[racket] Uninstalling Racket

From: Eli Barzilay (eli at barzilay.org)
Date: Tue Feb 15 06:47:14 EST 2011

Three minutes ago, Neil Van Dyke wrote:
> "--prefix /usr/local/racket-5.1" (for example) has been working
> great for my clients and me for years, and I hope that it continues
> to work in exactly the same way.

It will.


> Note that originally I started building from source because the
> distribution ".deb" or ".rpm" build didn't include the CGC binaries
> on which one of my clients depends.  Now that we've been building
> from source, the "--prefix" has been handy for letting us have
> multiple versions installed, and for having them follow a consistent
> naming convention (with less chance for user error in having the
> correct version number in the pathname, since we're never manually
> moving the tree around nor manually renaming it).

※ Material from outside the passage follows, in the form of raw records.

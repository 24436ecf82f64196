use crate::assistant::{AssistantError, RepositoryError, ResponseTableError, SessionError};
use crate::config::ConfigError;
use crate::roles::{DirectoryError, UnknownRole};
use crate::telemetry::TelemetryError;
use axum::http::StatusCode;
use axum::response::{IntoResponse, Response};
use axum::Json;
use serde_json::json;
use std::fmt;

#[derive(Debug)]
pub enum AppError {
    Config(ConfigError),
    Telemetry(TelemetryError),
    Io(std::io::Error),
    RoleDirectory(DirectoryError),
    ResponseTable(ResponseTableError),
    Role(UnknownRole),
    Assistant(AssistantError),
}

impl fmt::Display for AppError {
    fn fmt(&self, f: &mut fmt::Formatter<'_>) -> fmt::Result {
        match self {
            AppError::Config(err) => write!(f, "configuration error: {}", err),
            AppError::Telemetry(err) => write!(f, "telemetry error: {}", err),
            AppError::Io(err) => write!(f, "io error: {}", err),
            AppError::RoleDirectory(err) => write!(f, "role directory error: {}", err),
            AppError::ResponseTable(err) => write!(f, "response table error: {}", err),
            AppError::Role(err) => write!(f, "{}", err),
            AppError::Assistant(err) => write!(f, "assistant error: {}", err),
        }
    }
}

impl std::error::Error for AppError {
    fn source(&self) -> Option<&(dyn std::error::Error + 'static)> {
        match self {
            AppError::Config(err) => Some(err),
            AppError::Telemetry(err) => Some(err),
            AppError::Io(err) => Some(err),
            AppError::RoleDirectory(err) => Some(err),
            AppError::ResponseTable(err) => Some(err),
            AppError::Role(err) => Some(err),
            AppError::Assistant(err) => Some(err),
        }
    }
}

impl IntoResponse for AppError {
    fn into_response(self) -> Response {
        let status = match self {
            AppError::Role(_) => StatusCode::UNPROCESSABLE_ENTITY,
            AppError::Assistant(AssistantError::Repository(RepositoryError::NotFound)) => {
                StatusCode::NOT_FOUND
            }
            AppError::Assistant(
                AssistantError::Repository(RepositoryError::Conflict)
                | AssistantError::Session(SessionError::ReplyPending),
            ) => StatusCode::CONFLICT,
            AppError::Assistant(_)
            | AppError::Config(_)
            | AppError::Telemetry(_)
            | AppError::Io(_)
            | AppError::RoleDirectory(_)
            | AppError::ResponseTable(_) => StatusCode::INTERNAL_SERVER_ERROR,
        };

        let body = Json(json!({ "error": self.to_string() }));
        (status, body).into_response()
    }
}

impl From<ConfigError> for AppError {
    fn from(value: ConfigError) -> Self {
        Self::Config(value)
    }
}

impl From<TelemetryError> for AppError {
    fn from(value: TelemetryError) -> Self {
        Self::Telemetry(value)
    }
}

impl From<std::io::Error> for AppError {
    fn from(value: std::io::Error) -> Self {
        Self::Io(value)
    }
}

impl From<DirectoryError> for AppError {
    fn from(value: DirectoryError) -> Self {
        Self::RoleDirectory(value)
    }
}

impl From<ResponseTableError> for AppError {
    fn from(value: ResponseTableError) -> Self {
        Self::ResponseTable(value)
    }
}

impl From<UnknownRole> for AppError {
    fn from(value: UnknownRole) -> Self {
        Self::Role(value)
    }
}

impl From<AssistantError> for AppError {
    fn from(value: AssistantError) -> Self {
        Self::Assistant(value)
    }
}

Since you're using a racket-specific path as a prefix, you're getting
a very similar end result -- but IMO less convenient in the prefix
case.

I'll try to clarify the visible differences.

The build part is nearly identical.  Here are the build steps that
you'd use in *both* cases, with sample directory names -- steps that
are different are marked with "PRFX" for a --prefix build and "INPL"
for an in-place one:

       cd /tmp
       tar xzf racket-5.1-src-unix.tgz
       cd racket-5.1/src
       mkdir build
       cd build
  PRFX ../configure --prefix /usr/local/racket-5.1
  INPL ../configure
       make
       make install
       cd /tmp
  PRFX rm -rf racket-5.1
  INPL rm -rf racket-5.1/src # <-- optional
  INPL mv racket-5.1 /usr/local

The differences at this point are:

* In the prefix case, you cannot move the resulting directory.  In the
  in-place case it can move -- and it can be accessed by different
  paths.  (For example, you mount /usr/local as /mnt/server/local on a
  second machine, and then run /mnt/server/local/racket-5.1/racket)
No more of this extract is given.